[[ Material to process open ]]
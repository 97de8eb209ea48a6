//! Configuración del proceso coordinador.
//! Se lee del entorno (tras cargar `.env` una vez) y queda inmutable.
use bespoke_core::{EnterPolicy, PollerSettings, RetryPolicy};
use bespoke_persistence::DbConfig;
use std::net::{IpAddr, SocketAddr};
use std::str::FromStr;
use std::time::Duration;

use crate::errors::ConfigError;

#[derive(Debug, Clone, PartialEq)]
pub struct GatewayConfig {
    pub host: IpAddr,
    pub port: u16,
    /// Listener propio para las rutas de workers en proceso.
    pub worker_port: u16,
    pub prefix: String,
}

impl GatewayConfig {
    pub fn coordinator_addr(&self) -> SocketAddr {
        SocketAddr::new(self.host, self.port)
    }

    pub fn worker_addr(&self) -> SocketAddr {
        SocketAddr::new(self.host, self.worker_port)
    }
}

#[derive(Debug, Clone, PartialEq, Eq)]
pub struct WorkerConfig {
    /// `true`: workers en proceso (`LocalWorkerClient` + rutas locales).
    pub local: bool,
    pub url: String,
}

#[derive(Debug, Clone, PartialEq)]
pub struct AppConfig {
    pub gateway: GatewayConfig,
    pub workers: WorkerConfig,
    pub poller: PollerSettings,
    pub enter_policy: EnterPolicy,
    pub retry: RetryPolicy,
    /// `None`: almacén en memoria.
    pub database: Option<DbConfig>,
}

impl AppConfig {
    pub fn from_env() -> Result<Self, ConfigError> {
        bespoke_persistence::init_dotenv();
        Self::from_lookup(|key| std::env::var(key).ok())
    }

    /// Construye la configuración a partir de una fuente arbitraria de
    /// variables (el entorno en producción, un mapa en tests).
    pub fn from_lookup<F>(lookup: F) -> Result<Self, ConfigError>
        where F: Fn(&str) -> Option<String>
    {
        let vars = Vars(&lookup);
        let defaults = PollerSettings::default();
        let retry_defaults = RetryPolicy::default();

        let gateway = GatewayConfig { host: vars.parse("BEFLOW_GATEWAY_HOST", IpAddr::from([127, 0, 0, 1]))?,
                                      port: vars.parse("BEFLOW_GATEWAY_PORT", 8000)?,
                                      worker_port: vars.parse("BEFLOW_WORKER_PORT", 8001)?,
                                      prefix: vars.string("BEFLOW_API_V1_STR", "/api/v1") };
        let workers = WorkerConfig { local: vars.flag("BEFLOW_LOCAL_WORKERS", true)?,
                                     url: vars.string("BEFLOW_WORKER_URL", "http://127.0.0.1:8001") };
        let poller = PollerSettings { max_running_tasks: vars.parse("BEFLOW_COORDINATOR_MAX_RUNNING_TASKS", defaults.max_running_tasks)?,
                                      min_update_interval: vars.millis("BEFLOW_COORDINATOR_MIN_UPDATE_INTERVAL_MS",
                                                                       defaults.min_update_interval)?,
                                      pass_interval: vars.millis("BEFLOW_COORDINATOR_PASS_INTERVAL_MS", defaults.pass_interval)?,
                                      ..defaults };
        if poller.max_running_tasks == 0 {
            return Err(ConfigError::Invalid { key: "BEFLOW_COORDINATOR_MAX_RUNNING_TASKS".into(),
                                              value: "0".into(),
                                              expected: "a positive integer" });
        }
        let enter_policy = if vars.flag("BEFLOW_POLL_AFTER_ENTER", true)? {
            EnterPolicy::PollImmediately
        } else {
            EnterPolicy::DeferToNextTick
        };
        let retry = RetryPolicy { fragmentation: vars.parse("BEFLOW_RETRY_FRAGMENTATION", retry_defaults.fragmentation)?,
                                  qc_generation: vars.parse("BEFLOW_RETRY_QC_GENERATION", retry_defaults.qc_generation)?,
                                  optimization: vars.parse("BEFLOW_RETRY_OPTIMIZATION", retry_defaults.optimization)?,
                                  backoff: retry_defaults.backoff };
        let database = match lookup("DATABASE_URL") {
            Some(url) => Some(DbConfig { url,
                                         min_connections: vars.parse("DATABASE_MIN_CONNECTIONS", 2)?,
                                         max_connections: vars.parse("DATABASE_MAX_CONNECTIONS", 16)? }),
            None => None,
        };

        Ok(Self { gateway,
                  workers,
                  poller,
                  enter_policy,
                  retry,
                  database })
    }
}

struct Vars<'a, F>(&'a F);

impl<F> Vars<'_, F> where F: Fn(&str) -> Option<String>
{
    fn raw(&self, key: &str) -> Option<String> {
        (self.0)(key).map(|v| v.trim().to_string()).filter(|v| !v.is_empty())
    }

    fn string(&self, key: &str, default: &str) -> String {
        self.raw(key).unwrap_or_else(|| default.to_string())
    }

    fn parse<T: FromStr>(&self, key: &str, default: T) -> Result<T, ConfigError> {
        match self.raw(key) {
            Some(v) => v.parse().map_err(|_| ConfigError::Invalid { key: key.to_string(),
                                                                    value: v,
                                                                    expected: std::any::type_name::<T>() }),
            None => Ok(default),
        }
    }

    fn millis(&self, key: &str, default: Duration) -> Result<Duration, ConfigError> {
        let ms: u64 = self.parse(key, default.as_millis() as u64)?;
        Ok(Duration::from_millis(ms))
    }

    fn flag(&self, key: &str, default: bool) -> Result<bool, ConfigError> {
        match self.raw(key) {
            Some(v) => match v.to_ascii_lowercase().as_str() {
                "1" | "true" | "yes" | "on" => Ok(true),
                "0" | "false" | "no" | "off" => Ok(false),
                _ => Err(ConfigError::Invalid { key: key.to_string(),
                                                value: v,
                                                expected: "a boolean" }),
            },
            None => Ok(default),
        }
    }
}

#[cfg(test)]
mod tests {
    use super::*;
    use std::collections::HashMap;

    fn config(pairs: &[(&str, &str)]) -> Result<AppConfig, ConfigError> {
        let map: HashMap<String, String> = pairs.iter().map(|(k, v)| (k.to_string(), v.to_string())).collect();
        AppConfig::from_lookup(|key| map.get(key).cloned())
    }

    #[test]
    fn defaults_without_variables() {
        let cfg = config(&[]).unwrap();
        assert_eq!(cfg.gateway.coordinator_addr().to_string(), "127.0.0.1:8000");
        assert_eq!(cfg.gateway.worker_addr().port(), 8001);
        assert_eq!(cfg.gateway.prefix, "/api/v1");
        assert!(cfg.workers.local);
        assert_eq!(cfg.poller.max_running_tasks, 1000);
        assert_eq!(cfg.poller.min_update_interval, Duration::from_millis(1000));
        assert_eq!(cfg.enter_policy, EnterPolicy::PollImmediately);
        assert_eq!(cfg.retry, RetryPolicy::default());
        assert!(cfg.database.is_none());
    }

    #[test]
    fn overrides_are_parsed() {
        let cfg = config(&[("BEFLOW_GATEWAY_PORT", "9000"),
                           ("BEFLOW_LOCAL_WORKERS", "false"),
                           ("BEFLOW_WORKER_URL", "http://workers:8001"),
                           ("BEFLOW_COORDINATOR_PASS_INTERVAL_MS", "20"),
                           ("BEFLOW_POLL_AFTER_ENTER", "no"),
                           ("BEFLOW_RETRY_QC_GENERATION", "5"),
                           ("DATABASE_URL", "postgres://u@h/db"),
                           ("DATABASE_MAX_CONNECTIONS", "4")]).unwrap();
        assert_eq!(cfg.gateway.port, 9000);
        assert!(!cfg.workers.local);
        assert_eq!(cfg.workers.url, "http://workers:8001");
        assert_eq!(cfg.poller.pass_interval, Duration::from_millis(20));
        assert_eq!(cfg.enter_policy, EnterPolicy::DeferToNextTick);
        assert_eq!(cfg.retry.qc_generation, 5);
        let db = cfg.database.unwrap();
        assert_eq!(db.url, "postgres://u@h/db");
        assert_eq!((db.min_connections, db.max_connections), (2, 4));
    }

    #[test]
    fn invalid_values_are_errors() {
        let err = config(&[("BEFLOW_GATEWAY_PORT", "eighty")]).unwrap_err();
        assert!(err.to_string().contains("BEFLOW_GATEWAY_PORT"));
        assert!(config(&[("BEFLOW_LOCAL_WORKERS", "maybe")]).is_err());
        assert!(config(&[("BEFLOW_COORDINATOR_MAX_RUNNING_TASKS", "0")]).is_err());
    }

    #[test]
    fn blank_values_fall_back_to_defaults() {
        let cfg = config(&[("BEFLOW_GATEWAY_PORT", "  ")]).unwrap();
        assert_eq!(cfg.gateway.port, 8000);
    }
}
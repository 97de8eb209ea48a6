use async_trait::async_trait;
use serde_json::Value;
use std::sync::Arc;

use crate::errors::{CoreError, TransportError};
use crate::store::blocking;
use crate::wire::{JobHandle, JobReport, WorkerFamily};

use super::WorkerServices;

/// Acceso de los stages a los servicios worker.
///
/// Implementaciones: `LocalWorkerClient` (en proceso) y el cliente HTTP del
/// crate de adapters.
#[async_trait]
pub trait WorkerClient: Send + Sync {
    async fn submit(&self, family: WorkerFamily, body: &Value) -> Result<JobHandle, TransportError>;
    async fn report(&self, family: WorkerFamily, id: &str) -> Result<JobReport, TransportError>;
    async fn report_many(&self, family: WorkerFamily, ids: &[String]) -> Result<Vec<JobReport>, TransportError>;
}

/// Cliente en proceso sobre `WorkerServices`.
///
/// Los errores del servicio se reportan igual que lo haría el gateway HTTP.
#[derive(Clone)]
pub struct LocalWorkerClient {
    services: Arc<WorkerServices>,
}

impl LocalWorkerClient {
    pub fn new(services: Arc<WorkerServices>) -> Self {
        Self { services }
    }
}

fn as_transport(e: CoreError) -> TransportError {
    TransportError::Status { status: e.status_code(),
                             body: e.to_string() }
}

#[async_trait]
impl WorkerClient for LocalWorkerClient {
    async fn submit(&self, family: WorkerFamily, body: &Value) -> Result<JobHandle, TransportError> {
        let services = self.services.clone();
        let body = body.clone();
        blocking(move || services.get(family).submit(&body)).await.map_err(as_transport)
    }

    async fn report(&self, family: WorkerFamily, id: &str) -> Result<JobReport, TransportError> {
        let services = self.services.clone();
        let id = id.to_string();
        blocking(move || services.get(family).report(&id)).await.map_err(as_transport)
    }

    async fn report_many(&self, family: WorkerFamily, ids: &[String]) -> Result<Vec<JobReport>, TransportError> {
        let services = self.services.clone();
        let ids = ids.to_vec();
        blocking(move || services.get(family).report_many(&ids)).await.map_err(as_transport)
    }
}
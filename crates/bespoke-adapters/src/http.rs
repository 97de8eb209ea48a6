//! Traducción común de respuestas `reqwest` a `TransportError`.
use bespoke_core::TransportError;
use reqwest::{Client, Response};
use serde::de::DeserializeOwned;
use std::time::Duration;

const REQUEST_TIMEOUT: Duration = Duration::from_secs(30);
const CONNECT_TIMEOUT: Duration = Duration::from_secs(5);

pub(crate) fn build_client() -> Result<Client, TransportError> {
    Client::builder().timeout(REQUEST_TIMEOUT)
                     .connect_timeout(CONNECT_TIMEOUT)
                     .build()
                     .map_err(|e| TransportError::Connection(e.to_string()))
}

/// Une base y prefijo sin barras duplicadas.
pub(crate) fn join(base: &str, prefix: &str) -> String {
    let base = base.trim_end_matches('/');
    let prefix = prefix.trim_matches('/');
    if prefix.is_empty() {
        base.to_string()
    } else {
        format!("{base}/{prefix}")
    }
}

pub(crate) fn send_error(e: reqwest::Error) -> TransportError {
    // sin respuesta: conexión, timeout o error de request
    TransportError::Connection(e.to_string())
}

pub(crate) async fn decode<T: DeserializeOwned>(response: Response) -> Result<T, TransportError> {
    let status = response.status();
    if !status.is_success() {
        let body = response.text().await.unwrap_or_default();
        return Err(TransportError::Status { status: status.as_u16(),
                                            body });
    }
    response.json::<T>()
            .await
            .map_err(|e| TransportError::Decode(e.to_string()))
}

#[cfg(test)]
mod tests {
    use super::join;

    #[test]
    fn join_normalizes_slashes() {
        assert_eq!(join("http://h:8000/", "/api/v1"), "http://h:8000/api/v1");
        assert_eq!(join("http://h:8000", "api/v1/"), "http://h:8000/api/v1");
        assert_eq!(join("http://h:8000", ""), "http://h:8000");
    }
}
[[ Material to process closed ]]
# Task objective
Write out exactly the lines above between the line with "error de request" and the line with "use super::join;", inclusive, and nothing beyond them.

# Your response
    // sin respuesta: conexión, timeout o error de request
    TransportError::Connection(e.to_string())
}

pub(crate) async fn decode<T: DeserializeOwned>(response: Response) -> Result<T, TransportError> {
    let status = response.status();
    if !status.is_success() {
        let body = response.text().await.unwrap_or_default();
        return Err(TransportError::Status { status: status.as_u16(),
                                            body });
    }
    response.json::<T>()
            .await
            .map_err(|e| TransportError::Decode(e.to_string()))
}

#[cfg(test)]
mod tests {
    use super::join;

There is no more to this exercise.